When the word "mlasm" shows up in a line of the records below, copy that line.

• Record extracts:
=====

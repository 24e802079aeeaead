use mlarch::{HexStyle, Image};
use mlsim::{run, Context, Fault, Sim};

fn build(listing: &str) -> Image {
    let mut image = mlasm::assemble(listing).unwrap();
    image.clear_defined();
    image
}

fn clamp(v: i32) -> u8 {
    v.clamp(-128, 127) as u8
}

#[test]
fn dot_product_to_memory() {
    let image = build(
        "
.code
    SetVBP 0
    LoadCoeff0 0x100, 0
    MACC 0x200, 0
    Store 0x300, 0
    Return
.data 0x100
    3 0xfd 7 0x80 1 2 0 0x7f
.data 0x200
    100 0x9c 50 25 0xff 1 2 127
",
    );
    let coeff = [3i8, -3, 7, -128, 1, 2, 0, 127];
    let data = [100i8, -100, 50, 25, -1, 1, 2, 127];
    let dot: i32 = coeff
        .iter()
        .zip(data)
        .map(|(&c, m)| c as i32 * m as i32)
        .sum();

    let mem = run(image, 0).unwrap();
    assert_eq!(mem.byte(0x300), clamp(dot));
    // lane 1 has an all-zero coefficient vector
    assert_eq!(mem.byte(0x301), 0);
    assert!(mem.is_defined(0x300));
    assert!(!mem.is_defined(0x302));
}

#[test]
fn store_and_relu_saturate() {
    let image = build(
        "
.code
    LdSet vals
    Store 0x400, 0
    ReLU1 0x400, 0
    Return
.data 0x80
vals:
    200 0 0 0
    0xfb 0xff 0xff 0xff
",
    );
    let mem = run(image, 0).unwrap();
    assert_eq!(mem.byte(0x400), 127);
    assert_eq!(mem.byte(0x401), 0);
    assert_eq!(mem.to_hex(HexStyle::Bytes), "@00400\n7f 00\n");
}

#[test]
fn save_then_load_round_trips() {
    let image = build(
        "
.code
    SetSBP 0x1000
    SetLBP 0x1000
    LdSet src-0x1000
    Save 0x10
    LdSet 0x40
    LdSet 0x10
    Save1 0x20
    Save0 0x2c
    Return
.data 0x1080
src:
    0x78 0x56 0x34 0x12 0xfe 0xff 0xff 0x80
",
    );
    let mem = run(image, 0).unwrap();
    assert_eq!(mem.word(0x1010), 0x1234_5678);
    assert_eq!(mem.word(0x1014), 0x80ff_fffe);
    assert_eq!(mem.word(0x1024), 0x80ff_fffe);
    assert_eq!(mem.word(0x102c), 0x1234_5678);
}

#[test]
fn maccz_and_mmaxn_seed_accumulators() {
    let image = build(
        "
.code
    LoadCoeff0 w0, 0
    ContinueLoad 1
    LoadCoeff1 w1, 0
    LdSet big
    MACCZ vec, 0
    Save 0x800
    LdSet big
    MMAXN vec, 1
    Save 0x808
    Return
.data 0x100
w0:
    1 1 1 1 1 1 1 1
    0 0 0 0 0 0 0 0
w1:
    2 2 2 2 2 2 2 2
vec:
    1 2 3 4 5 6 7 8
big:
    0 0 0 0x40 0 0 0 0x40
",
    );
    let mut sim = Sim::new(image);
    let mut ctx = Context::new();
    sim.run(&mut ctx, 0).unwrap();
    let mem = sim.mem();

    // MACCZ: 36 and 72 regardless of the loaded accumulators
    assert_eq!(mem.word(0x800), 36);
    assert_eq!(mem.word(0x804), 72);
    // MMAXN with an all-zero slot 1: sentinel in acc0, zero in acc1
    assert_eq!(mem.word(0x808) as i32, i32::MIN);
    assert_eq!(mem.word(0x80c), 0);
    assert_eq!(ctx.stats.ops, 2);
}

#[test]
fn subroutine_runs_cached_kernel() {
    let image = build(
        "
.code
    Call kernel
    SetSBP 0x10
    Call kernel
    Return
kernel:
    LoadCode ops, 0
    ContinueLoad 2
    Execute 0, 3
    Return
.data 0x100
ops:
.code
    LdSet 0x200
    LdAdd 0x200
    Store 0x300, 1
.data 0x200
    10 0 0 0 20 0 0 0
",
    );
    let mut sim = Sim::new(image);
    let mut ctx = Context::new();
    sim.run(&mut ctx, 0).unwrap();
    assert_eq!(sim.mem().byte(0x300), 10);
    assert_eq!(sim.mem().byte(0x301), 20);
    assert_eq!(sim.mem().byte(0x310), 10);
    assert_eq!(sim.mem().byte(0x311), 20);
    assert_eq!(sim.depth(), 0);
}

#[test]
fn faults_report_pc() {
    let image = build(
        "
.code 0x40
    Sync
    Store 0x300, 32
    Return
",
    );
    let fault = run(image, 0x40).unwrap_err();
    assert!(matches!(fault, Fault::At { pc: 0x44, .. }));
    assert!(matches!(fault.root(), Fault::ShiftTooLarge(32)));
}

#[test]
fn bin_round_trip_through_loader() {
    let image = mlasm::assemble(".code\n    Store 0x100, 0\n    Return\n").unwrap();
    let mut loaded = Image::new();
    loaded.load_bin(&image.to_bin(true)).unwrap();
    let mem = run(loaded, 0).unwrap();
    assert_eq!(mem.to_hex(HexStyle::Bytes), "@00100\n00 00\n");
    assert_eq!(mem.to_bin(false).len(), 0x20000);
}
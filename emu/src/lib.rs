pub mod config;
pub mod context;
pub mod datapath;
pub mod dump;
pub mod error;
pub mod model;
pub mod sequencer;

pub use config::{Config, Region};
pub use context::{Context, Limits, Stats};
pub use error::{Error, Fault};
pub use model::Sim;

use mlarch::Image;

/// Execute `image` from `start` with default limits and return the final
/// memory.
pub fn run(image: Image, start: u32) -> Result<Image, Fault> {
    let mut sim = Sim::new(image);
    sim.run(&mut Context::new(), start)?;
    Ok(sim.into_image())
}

=====

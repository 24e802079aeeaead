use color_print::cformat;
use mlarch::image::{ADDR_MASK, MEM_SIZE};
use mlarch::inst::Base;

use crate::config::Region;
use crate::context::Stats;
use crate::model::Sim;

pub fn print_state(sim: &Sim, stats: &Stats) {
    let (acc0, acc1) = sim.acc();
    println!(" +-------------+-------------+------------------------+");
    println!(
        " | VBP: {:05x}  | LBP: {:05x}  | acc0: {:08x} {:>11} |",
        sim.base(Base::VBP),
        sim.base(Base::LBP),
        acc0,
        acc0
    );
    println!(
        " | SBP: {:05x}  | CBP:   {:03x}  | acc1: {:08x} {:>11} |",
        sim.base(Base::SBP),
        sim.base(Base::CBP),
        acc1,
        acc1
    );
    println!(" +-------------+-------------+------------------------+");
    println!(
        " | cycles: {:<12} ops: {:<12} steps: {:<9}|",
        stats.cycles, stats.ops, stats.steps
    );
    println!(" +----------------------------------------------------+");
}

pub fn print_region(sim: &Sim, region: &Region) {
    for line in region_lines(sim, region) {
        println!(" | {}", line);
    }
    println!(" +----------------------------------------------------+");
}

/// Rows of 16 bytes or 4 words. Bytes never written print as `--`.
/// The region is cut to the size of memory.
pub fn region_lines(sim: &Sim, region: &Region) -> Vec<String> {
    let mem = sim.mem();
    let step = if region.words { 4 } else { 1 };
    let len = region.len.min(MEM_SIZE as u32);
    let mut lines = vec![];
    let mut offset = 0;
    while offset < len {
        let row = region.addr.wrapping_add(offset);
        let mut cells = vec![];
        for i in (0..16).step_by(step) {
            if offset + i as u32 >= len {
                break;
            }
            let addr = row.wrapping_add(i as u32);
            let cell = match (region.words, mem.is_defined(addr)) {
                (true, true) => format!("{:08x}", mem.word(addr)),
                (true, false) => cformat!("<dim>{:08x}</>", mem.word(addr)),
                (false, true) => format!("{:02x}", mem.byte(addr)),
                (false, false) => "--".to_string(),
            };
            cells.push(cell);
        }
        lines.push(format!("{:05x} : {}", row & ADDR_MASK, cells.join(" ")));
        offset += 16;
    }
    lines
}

=====

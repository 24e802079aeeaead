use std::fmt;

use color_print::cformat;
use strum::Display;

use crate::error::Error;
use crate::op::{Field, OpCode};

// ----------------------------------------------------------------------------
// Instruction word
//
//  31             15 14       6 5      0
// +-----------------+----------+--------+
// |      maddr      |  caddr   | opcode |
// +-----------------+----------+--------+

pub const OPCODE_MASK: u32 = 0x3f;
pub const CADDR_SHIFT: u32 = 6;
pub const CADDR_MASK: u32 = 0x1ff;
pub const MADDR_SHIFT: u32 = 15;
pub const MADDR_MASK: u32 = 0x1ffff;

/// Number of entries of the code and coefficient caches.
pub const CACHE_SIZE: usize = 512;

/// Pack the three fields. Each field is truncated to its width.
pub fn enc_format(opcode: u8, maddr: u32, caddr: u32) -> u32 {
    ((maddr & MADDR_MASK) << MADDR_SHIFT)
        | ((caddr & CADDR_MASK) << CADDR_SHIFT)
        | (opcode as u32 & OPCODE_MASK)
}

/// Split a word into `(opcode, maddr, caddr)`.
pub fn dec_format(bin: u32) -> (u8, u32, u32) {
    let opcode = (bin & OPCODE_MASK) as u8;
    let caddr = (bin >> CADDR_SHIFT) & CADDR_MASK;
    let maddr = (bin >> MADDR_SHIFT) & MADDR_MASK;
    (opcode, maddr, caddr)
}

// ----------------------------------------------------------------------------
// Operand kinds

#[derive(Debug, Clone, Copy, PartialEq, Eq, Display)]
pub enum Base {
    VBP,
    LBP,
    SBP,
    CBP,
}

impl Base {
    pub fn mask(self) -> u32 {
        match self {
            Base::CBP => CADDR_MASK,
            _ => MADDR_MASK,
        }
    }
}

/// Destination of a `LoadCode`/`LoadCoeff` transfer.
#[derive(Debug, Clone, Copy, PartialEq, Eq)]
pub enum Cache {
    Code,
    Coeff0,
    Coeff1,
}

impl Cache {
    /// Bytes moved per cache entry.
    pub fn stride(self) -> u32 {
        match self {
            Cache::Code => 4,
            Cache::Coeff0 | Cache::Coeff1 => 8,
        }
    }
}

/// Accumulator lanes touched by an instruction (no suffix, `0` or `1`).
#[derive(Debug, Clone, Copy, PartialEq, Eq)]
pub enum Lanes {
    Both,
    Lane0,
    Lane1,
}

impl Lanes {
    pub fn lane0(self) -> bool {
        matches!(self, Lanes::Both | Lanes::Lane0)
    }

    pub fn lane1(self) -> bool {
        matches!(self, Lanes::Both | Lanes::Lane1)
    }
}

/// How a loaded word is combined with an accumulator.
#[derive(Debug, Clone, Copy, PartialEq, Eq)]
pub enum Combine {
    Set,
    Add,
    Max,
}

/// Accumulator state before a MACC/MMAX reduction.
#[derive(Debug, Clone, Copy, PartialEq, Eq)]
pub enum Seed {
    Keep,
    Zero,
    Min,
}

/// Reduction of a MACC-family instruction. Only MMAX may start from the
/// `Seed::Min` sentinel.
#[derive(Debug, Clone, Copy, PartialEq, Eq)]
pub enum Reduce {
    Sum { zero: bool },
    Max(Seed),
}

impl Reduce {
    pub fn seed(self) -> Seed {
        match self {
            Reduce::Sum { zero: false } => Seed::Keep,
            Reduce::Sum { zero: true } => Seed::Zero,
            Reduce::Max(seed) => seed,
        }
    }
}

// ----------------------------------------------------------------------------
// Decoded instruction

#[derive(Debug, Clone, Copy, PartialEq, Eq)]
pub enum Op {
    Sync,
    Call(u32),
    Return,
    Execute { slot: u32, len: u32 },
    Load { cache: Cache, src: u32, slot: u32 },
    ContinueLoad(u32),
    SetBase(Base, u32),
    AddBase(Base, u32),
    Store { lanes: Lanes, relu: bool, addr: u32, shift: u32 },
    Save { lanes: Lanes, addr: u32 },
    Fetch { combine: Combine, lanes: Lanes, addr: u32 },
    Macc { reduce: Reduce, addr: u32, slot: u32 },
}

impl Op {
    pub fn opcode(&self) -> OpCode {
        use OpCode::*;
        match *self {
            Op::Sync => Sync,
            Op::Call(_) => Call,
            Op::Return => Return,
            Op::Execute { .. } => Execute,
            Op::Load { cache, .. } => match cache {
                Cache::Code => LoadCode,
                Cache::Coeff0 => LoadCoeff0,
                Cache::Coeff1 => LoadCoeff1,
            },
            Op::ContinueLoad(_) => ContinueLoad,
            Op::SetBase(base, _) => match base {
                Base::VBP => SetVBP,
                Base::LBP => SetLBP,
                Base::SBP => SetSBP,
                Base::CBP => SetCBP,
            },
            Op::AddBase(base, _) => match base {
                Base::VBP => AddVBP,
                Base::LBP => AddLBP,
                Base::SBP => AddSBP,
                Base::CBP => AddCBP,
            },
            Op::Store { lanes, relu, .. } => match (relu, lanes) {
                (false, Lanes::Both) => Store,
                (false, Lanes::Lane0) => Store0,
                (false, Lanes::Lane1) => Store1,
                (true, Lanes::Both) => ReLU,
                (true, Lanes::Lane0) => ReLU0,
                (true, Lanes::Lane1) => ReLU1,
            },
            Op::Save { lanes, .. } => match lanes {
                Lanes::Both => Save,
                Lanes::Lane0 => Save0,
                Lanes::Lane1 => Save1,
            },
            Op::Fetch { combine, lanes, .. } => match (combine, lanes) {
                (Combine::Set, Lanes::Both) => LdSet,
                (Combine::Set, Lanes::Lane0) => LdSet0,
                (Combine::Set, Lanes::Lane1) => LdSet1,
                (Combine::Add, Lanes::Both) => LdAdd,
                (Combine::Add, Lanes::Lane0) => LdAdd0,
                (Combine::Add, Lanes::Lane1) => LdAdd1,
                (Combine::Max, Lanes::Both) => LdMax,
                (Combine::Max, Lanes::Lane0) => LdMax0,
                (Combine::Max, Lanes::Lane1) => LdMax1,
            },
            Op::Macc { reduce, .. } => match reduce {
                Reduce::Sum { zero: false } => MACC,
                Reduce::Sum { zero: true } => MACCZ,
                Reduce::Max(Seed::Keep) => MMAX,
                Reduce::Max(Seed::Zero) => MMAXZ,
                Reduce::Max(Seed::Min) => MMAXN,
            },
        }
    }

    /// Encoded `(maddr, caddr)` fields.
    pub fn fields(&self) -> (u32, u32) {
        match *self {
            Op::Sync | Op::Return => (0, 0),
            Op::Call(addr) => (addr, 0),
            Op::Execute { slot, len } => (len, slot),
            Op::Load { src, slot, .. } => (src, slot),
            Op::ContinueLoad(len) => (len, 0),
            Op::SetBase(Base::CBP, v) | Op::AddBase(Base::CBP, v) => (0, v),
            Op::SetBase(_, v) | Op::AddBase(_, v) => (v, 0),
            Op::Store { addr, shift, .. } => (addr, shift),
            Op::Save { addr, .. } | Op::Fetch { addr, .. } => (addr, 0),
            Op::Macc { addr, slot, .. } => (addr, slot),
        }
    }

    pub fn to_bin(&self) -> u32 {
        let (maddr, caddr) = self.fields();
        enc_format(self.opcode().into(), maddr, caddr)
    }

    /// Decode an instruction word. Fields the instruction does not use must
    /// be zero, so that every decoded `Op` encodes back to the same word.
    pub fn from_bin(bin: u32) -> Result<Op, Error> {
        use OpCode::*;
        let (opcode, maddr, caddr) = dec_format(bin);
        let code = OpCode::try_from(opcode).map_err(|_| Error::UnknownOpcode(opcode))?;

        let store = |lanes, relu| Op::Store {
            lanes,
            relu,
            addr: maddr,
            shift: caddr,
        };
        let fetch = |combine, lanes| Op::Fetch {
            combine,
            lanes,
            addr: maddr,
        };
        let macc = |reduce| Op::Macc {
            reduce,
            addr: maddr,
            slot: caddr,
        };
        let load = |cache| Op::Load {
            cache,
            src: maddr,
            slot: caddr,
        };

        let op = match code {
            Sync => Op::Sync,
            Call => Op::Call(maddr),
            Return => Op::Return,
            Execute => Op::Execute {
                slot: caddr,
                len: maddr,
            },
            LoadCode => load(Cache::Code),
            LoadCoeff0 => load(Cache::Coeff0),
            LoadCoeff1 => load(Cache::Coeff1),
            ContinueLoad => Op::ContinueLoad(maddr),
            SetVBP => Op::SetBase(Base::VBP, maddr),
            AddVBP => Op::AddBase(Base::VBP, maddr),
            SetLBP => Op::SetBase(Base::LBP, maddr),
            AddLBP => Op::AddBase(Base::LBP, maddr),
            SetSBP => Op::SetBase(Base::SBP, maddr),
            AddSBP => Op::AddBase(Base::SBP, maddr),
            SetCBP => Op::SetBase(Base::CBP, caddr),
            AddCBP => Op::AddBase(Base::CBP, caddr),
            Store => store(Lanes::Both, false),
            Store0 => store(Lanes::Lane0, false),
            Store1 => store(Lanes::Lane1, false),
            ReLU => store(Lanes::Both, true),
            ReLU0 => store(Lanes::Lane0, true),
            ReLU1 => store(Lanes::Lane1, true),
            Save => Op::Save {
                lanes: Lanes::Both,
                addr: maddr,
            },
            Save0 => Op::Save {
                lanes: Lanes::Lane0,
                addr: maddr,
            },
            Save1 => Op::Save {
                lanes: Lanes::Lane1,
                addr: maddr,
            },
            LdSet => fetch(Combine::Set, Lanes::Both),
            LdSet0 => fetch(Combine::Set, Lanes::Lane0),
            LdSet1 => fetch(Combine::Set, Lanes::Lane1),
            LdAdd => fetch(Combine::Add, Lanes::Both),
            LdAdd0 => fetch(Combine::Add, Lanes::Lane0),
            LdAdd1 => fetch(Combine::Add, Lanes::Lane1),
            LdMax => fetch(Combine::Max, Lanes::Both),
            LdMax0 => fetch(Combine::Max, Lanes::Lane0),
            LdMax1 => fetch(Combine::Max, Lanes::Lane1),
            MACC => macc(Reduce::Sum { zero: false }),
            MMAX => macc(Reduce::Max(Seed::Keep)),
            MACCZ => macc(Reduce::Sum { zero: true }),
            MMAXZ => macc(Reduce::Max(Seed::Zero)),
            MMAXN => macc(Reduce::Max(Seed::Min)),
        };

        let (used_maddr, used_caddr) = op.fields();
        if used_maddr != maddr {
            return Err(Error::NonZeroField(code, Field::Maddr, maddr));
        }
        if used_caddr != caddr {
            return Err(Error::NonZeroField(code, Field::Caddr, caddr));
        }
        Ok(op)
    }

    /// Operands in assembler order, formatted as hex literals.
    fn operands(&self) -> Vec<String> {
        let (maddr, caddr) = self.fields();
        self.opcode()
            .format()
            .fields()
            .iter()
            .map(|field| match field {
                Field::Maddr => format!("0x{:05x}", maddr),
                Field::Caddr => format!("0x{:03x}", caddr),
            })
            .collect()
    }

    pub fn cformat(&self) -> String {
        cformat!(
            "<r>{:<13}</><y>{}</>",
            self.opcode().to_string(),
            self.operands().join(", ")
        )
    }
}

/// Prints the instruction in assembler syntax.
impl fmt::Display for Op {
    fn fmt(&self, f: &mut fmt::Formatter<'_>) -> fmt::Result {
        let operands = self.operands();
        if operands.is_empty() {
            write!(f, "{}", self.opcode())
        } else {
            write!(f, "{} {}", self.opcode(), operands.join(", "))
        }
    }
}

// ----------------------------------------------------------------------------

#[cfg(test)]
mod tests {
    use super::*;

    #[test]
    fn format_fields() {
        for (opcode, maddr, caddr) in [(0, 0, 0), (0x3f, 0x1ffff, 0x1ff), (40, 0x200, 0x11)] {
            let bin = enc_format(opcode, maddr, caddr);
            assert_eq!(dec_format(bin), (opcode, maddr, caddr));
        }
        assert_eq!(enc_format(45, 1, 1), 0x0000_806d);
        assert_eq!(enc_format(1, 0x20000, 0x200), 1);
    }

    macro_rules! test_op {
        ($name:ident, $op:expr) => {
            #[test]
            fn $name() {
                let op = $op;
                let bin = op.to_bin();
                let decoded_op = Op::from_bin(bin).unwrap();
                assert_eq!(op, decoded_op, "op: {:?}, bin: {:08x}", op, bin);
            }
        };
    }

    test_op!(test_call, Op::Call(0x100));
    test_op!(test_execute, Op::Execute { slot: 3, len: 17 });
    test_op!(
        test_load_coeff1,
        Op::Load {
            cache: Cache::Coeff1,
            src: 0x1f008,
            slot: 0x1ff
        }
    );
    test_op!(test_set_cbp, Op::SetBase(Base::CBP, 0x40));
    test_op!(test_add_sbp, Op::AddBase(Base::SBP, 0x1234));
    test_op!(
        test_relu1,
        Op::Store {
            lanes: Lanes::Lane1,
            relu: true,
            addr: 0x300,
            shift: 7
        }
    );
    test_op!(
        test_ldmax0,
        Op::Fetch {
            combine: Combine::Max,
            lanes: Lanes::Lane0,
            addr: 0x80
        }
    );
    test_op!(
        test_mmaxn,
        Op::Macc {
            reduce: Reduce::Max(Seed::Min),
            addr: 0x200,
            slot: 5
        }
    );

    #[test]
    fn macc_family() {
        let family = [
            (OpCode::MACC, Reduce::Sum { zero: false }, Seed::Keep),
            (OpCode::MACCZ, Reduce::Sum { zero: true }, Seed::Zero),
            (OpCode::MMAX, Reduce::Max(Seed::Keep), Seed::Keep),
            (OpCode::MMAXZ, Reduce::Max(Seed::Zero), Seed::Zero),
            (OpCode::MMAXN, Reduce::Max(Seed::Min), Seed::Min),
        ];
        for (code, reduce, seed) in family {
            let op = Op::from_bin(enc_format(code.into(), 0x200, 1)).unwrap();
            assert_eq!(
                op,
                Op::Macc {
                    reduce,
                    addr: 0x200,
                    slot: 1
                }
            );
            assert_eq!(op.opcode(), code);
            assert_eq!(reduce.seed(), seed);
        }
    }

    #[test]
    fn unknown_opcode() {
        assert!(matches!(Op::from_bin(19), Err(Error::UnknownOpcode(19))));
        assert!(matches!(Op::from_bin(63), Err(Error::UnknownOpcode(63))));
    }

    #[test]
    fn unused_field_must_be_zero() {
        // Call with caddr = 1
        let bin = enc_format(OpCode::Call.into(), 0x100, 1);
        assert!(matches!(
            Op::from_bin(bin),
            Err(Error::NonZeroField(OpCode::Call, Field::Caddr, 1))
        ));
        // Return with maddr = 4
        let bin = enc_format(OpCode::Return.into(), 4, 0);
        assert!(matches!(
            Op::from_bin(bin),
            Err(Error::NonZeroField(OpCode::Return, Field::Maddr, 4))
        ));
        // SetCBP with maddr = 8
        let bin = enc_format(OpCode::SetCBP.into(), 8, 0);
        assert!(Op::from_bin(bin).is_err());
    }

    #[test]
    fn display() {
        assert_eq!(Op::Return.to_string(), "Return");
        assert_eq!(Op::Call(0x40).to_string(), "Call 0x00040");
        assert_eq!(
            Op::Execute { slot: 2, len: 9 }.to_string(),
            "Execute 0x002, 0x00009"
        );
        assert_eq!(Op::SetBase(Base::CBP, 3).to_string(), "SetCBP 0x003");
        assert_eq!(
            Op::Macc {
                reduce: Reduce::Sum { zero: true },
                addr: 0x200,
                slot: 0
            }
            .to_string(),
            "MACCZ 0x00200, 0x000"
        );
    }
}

=====

• Result of the exercise:
    let mut image = mlasm::assemble(listing).unwrap();
    let image = mlasm::assemble(".code\n    Store 0x100, 0\n    Return\n").unwrap();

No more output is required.